◆ **Instructions to follow**
Your answer is the listing, printed exactly as given.

[Material provided — start]

//! Toy rules collaborator for the test suite: players alternately place a
//! stone on any empty cell of a 3x3 board, and once the board is full the
//! color holding the majority has won. Nine cells means no draws, and
//! every playout ends within nine plies.

use engine::{Color, GameRules, Terminal};

#[derive(Clone, Copy, Debug, PartialEq, Eq)]
pub struct Placement {
    pub color: Color,
    pub cell: usize,
}

impl Placement {
    pub fn new(color: Color, cell: usize) -> Self {
        Self { color, cell }
    }
}

#[derive(Clone, Debug, PartialEq, Eq)]
pub struct Board {
    cells: [Option<Color>; 9],
}

impl Board {
    pub fn empty() -> Self {
        Self { cells: [None; 9] }
    }

    pub fn place(&self, mov: &Placement) -> Self {
        let mut cells = self.cells;
        cells[mov.cell] = Some(mov.color);

        Self { cells }
    }

    pub fn empty_cells(&self) -> Vec<usize> {
        self.cells
            .iter()
            .enumerate()
            .filter(|(_, cell)| cell.is_none())
            .map(|(index, _)| index)
            .collect()
    }

    pub fn count(&self, color: Color) -> usize {
        self.cells
            .iter()
            .filter(|cell| **cell == Some(color))
            .count()
    }

    /// The winning color of a full board. Nine cells, so never a tie.
    pub fn majority(&self) -> Color {
        if self.count(Color::Black) > self.count(Color::White) {
            Color::Black
        } else {
            Color::White
        }
    }
}

/// Builds a board holding the given black and white stones; every other
/// cell stays empty.
pub fn board(black: &[usize], white: &[usize]) -> Board {
    let mut result = Board::empty();
    for &cell in black {
        result = result.place(&Placement::new(Color::Black, cell));
    }
    for &cell in white {
        result = result.place(&Placement::new(Color::White, cell));
    }

    result
}

pub struct FillingRules;

impl FillingRules {
    pub fn new() -> Self {
        Self
    }
}

impl GameRules for FillingRules {
    type Move = Placement;
    type Board = Board;

    fn apply_move(&self, board: &Self::Board, mov: &Self::Move) -> Self::Board {
        board.place(mov)
    }

    fn legal_moves(
        &self,
        board: &Self::Board,
        prev: &Self::Move,
    ) -> Result<Vec<Self::Move>, Terminal> {
        let to_move = prev.color.negate();
        let empty_cells = board.empty_cells();

        if empty_cells.is_empty() {
            return if board.majority() == to_move {
                Err(Terminal::AlreadyWin)
            } else {
                Err(Terminal::AlreadyLoss)
            };
        }

        Ok(empty_cells
            .into_iter()
            .map(|cell| Placement::new(to_move, cell))
            .collect())
    }

    fn move_color(&self, mov: &Self::Move) -> Color {
        mov.color
    }
}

[Material provided — finish]

◆ **Output for this exercise**
//! Toy rules collaborator for the test suite: players alternately place a
//! stone on any empty cell of a 3x3 board, and once the board is full the
//! color holding the majority has won. Nine cells means no draws, and
//! every playout ends within nine plies.

use engine::{Color, GameRules, Terminal};

#[derive(Clone, Copy, Debug, PartialEq, Eq)]
pub struct Placement {
    pub color: Color,
    pub cell: usize,
}

impl Placement {
    pub fn new(color: Color, cell: usize) -> Self {
        Self { color, cell }
    }
}

#[derive(Clone, Debug, PartialEq, Eq)]
pub struct Board {
    cells: [Option<Color>; 9],
}

impl Board {
    pub fn empty() -> Self {
        Self { cells: [None; 9] }
    }

    pub fn place(&self, mov: &Placement) -> Self {
        let mut cells = self.cells;
        cells[mov.cell] = Some(mov.color);

        Self { cells }
    }

    pub fn empty_cells(&self) -> Vec<usize> {
        self.cells
            .iter()
            .enumerate()
            .filter(|(_, cell)| cell.is_none())
            .map(|(index, _)| index)
            .collect()
    }

    pub fn count(&self, color: Color) -> usize {
        self.cells
            .iter()
            .filter(|cell| **cell == Some(color))
            .count()
    }

    /// The winning color of a full board. Nine cells, so never a tie.
    pub fn majority(&self) -> Color {
        if self.count(Color::Black) > self.count(Color::White) {
            Color::Black
        } else {
            Color::White
        }
    }
}

/// Builds a board holding the given black and white stones; every other
/// cell stays empty.
pub fn board(black: &[usize], white: &[usize]) -> Board {
    let mut result = Board::empty();
    for &cell in black {
        result = result.place(&Placement::new(Color::Black, cell));
    }
    for &cell in white {
        result = result.place(&Placement::new(Color::White, cell));
    }

    result
}

pub struct FillingRules;

impl FillingRules {
    pub fn new() -> Self {
        Self
    }
}

impl GameRules for FillingRules {
    type Move = Placement;
    type Board = Board;

    fn apply_move(&self, board: &Self::Board, mov: &Self::Move) -> Self::Board {
        board.place(mov)
    }

    fn legal_moves(
        &self,
        board: &Self::Board,
        prev: &Self::Move,
    ) -> Result<Vec<Self::Move>, Terminal> {
        let to_move = prev.color.negate();
        let empty_cells = board.empty_cells();

        if empty_cells.is_empty() {
            return if board.majority() == to_move {
                Err(Terminal::AlreadyWin)
            } else {
                Err(Terminal::AlreadyLoss)
            };
        }

        Ok(empty_cells
            .into_iter()
            .map(|cell| Placement::new(to_move, cell))
            .collect())
    }

    fn move_color(&self, mov: &Self::Move) -> Color {
        mov.color
    }
}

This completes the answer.